In article <[EMAIL PROTECTED]>,
Dennis Roberts <[EMAIL PROTECTED]> wrote:
>not to disagree with alan but, my goal was to parallel what glass and
>stanley did and that is all ...seems like there are all kinds of
>distributions one might discuss AND, there may be more than one order that
>is acceptable
>most books of recent vintage (and g and s was 1970) don't even discuss what
>g and s did
>but, just for clarity sake ... are you saying that the nd is a logical
>SECOND step TO the binomial or, that if you look at the binomial, one could
>(in many circumstances of n and p) say that the binomial is essentially a
>nd (very good approximation).. ?
>the order i had for the nd, chis square, F and t seemed to make sense but,
>i don't necessarily buy that one NEED to START with the binominal
>certainly, however, if one talks about the binomial, then the link to the
>nd is a must
I do not see this. The binomial distribution is a natural
one; the normal distribution, while it has lots of mathematical
properties, is not.
As Alan McLean wrote, the normal occurs naturally as an
approximation to the binomial, and it was only decades
later that it became an important distribution. Gauss
attempted to justify it as a distribution of errors on
theoretical grounds, but there are flaws with the
underlying assumptions, not with the mathematics.
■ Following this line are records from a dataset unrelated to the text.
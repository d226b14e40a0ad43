//! Error types for the reshard engine.
//!
//! Defines the crate error with classification for retry and exit behavior.

use thiserror::Error;

use crate::client::{NodeAddress, ParseError, SlotOwnershipState, ValkeyError};

/// Error type for reshard operations
#[derive(Error, Debug)]
pub enum ReshardError {
    /// Slot specification does not match `<slot>` or `<start>,<end>`
    #[error("Invalid slot specification '{spec}': {reason}")]
    InvalidSlotSpec { spec: String, reason: String },

    /// Invalid configuration or command-line input
    #[error("Invalid configuration: {0}")]
    InvalidConfig(String),

    /// A participant is not a master
    #[error("Reshard failed, node {address} is not a master")]
    NotMaster { address: NodeAddress },

    /// A node could not be reached or answered with an unusable reply
    #[error("Node {address} error: {source}")]
    Node {
        address: NodeAddress,
        #[source]
        source: ValkeyError,
    },

    /// CLUSTER SETSLOT failed on one side of a migration
    #[error("Failed to set slot {slot} to {state} on {address}: {source}")]
    SlotTransition {
        slot: u16,
        state: SlotOwnershipState,
        address: NodeAddress,
        #[source]
        source: ValkeyError,
    },

    /// A key batch exhausted its MIGRATE attempts
    #[error("Failed to migrate {keys} keys of slot {slot} to {destination} after {attempts} attempts: {last_error}")]
    BatchExhausted {
        slot: u16,
        keys: usize,
        destination: NodeAddress,
        attempts: u32,
        last_error: String,
    },

    /// Key migration failed and the slot was rolled back to its source
    #[error("Slot {slot} rolled back to {source_address} after {failed_batches} failed key batches")]
    PartialMigration {
        slot: u16,
        source_address: NodeAddress,
        failed_batches: usize,
    },

    /// A slot migration task ended without an outcome
    #[error("Slot migration task failed: {0}")]
    Task(String),
}

impl ReshardError {
    /// Precondition failures: nothing was changed on the cluster.
    pub fn is_invariant_violation(&self) -> bool {
        matches!(
            self,
            ReshardError::InvalidSlotSpec { .. }
                | ReshardError::InvalidConfig(_)
                | ReshardError::NotMaster { .. }
        )
    }

    /// Check if this error must stop all further resharding
    pub fn is_fatal(&self) -> bool {
        self.is_invariant_violation() || matches!(self, ReshardError::PartialMigration { .. })
    }

    /// Check if this error should be retried
    pub fn is_retryable(&self) -> bool {
        match self {
            ReshardError::BatchExhausted { .. } => false,
            ReshardError::Node { source, .. } | ReshardError::SlotTransition { source, .. } => {
                !matches!(source, ValkeyError::Parse(_) | ValkeyError::InvalidConfig(_))
            }
            _ => false,
        }
    }

    /// Process exit code for this error
    pub fn exit_code(&self) -> u8 {
        match self {
            ReshardError::InvalidSlotSpec { .. }
            | ReshardError::InvalidConfig(_)
            | ReshardError::NotMaster { .. } => 2,
            _ => 1,
        }
    }
}

impl From<ParseError> for ReshardError {
    fn from(e: ParseError) -> Self {
        ReshardError::InvalidConfig(e.to_string())
    }
}

/// Result type alias for reshard operations
pub type Result<T> = std::result::Result<T, ReshardError>;
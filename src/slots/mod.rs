//! Slot resharding.
//!
//! ## Module Structure
//!
//! - [`resolver`]: Turns a slot spec or a slot count into ranges
//! - [`batch`]: Moves one batch of keys with bounded retries
//! - [`migration`]: State machine for the single-slot migration protocol
//! - [`scheduler`]: Runs many slot migrations under a concurrency bound

pub mod batch;
pub mod migration;
pub mod resolver;
pub mod scheduler;

pub use batch::{BatchOutcome, KeyBatchMigrator};
pub use migration::{MigrationPhase, SlotMigrationTracker, SlotMigrator};
pub use resolver::{SlotSelection, limit_to, parse_slot_spec, resolve_slots};
pub use scheduler::{AdmissionGauge, AdmissionGuard, ReshardReport, Resharder, SlotFailure};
The normal distribution is an approximation to much more,
and also methods based on the normal distribution are
often robust, in the sense that they do well for other
distributions. But converting observations or scales
so the results will be normal, or even approximately so,
should be considered a major error anywhere. Quetelet's
naming of it as "the distribution of a normal man" is
just plain wrong.
>At 06:36 PM 2/17/02 -0500, Timothy W. Victor wrote:
>>I also think Alan's idea is sound. I start my students off with some
>>binomial expansion theory.
>>Alan McLean wrote:
>> > This is a good idea, Dennis. I would like to see the sequence start with
>> > the binomial - in a very real way, the normal occurs naturally as an
>> > 'approximation' to the binomial.
--
This address is for information only. I do not claim that these views
are those of the Statistics Department or of Purdue University.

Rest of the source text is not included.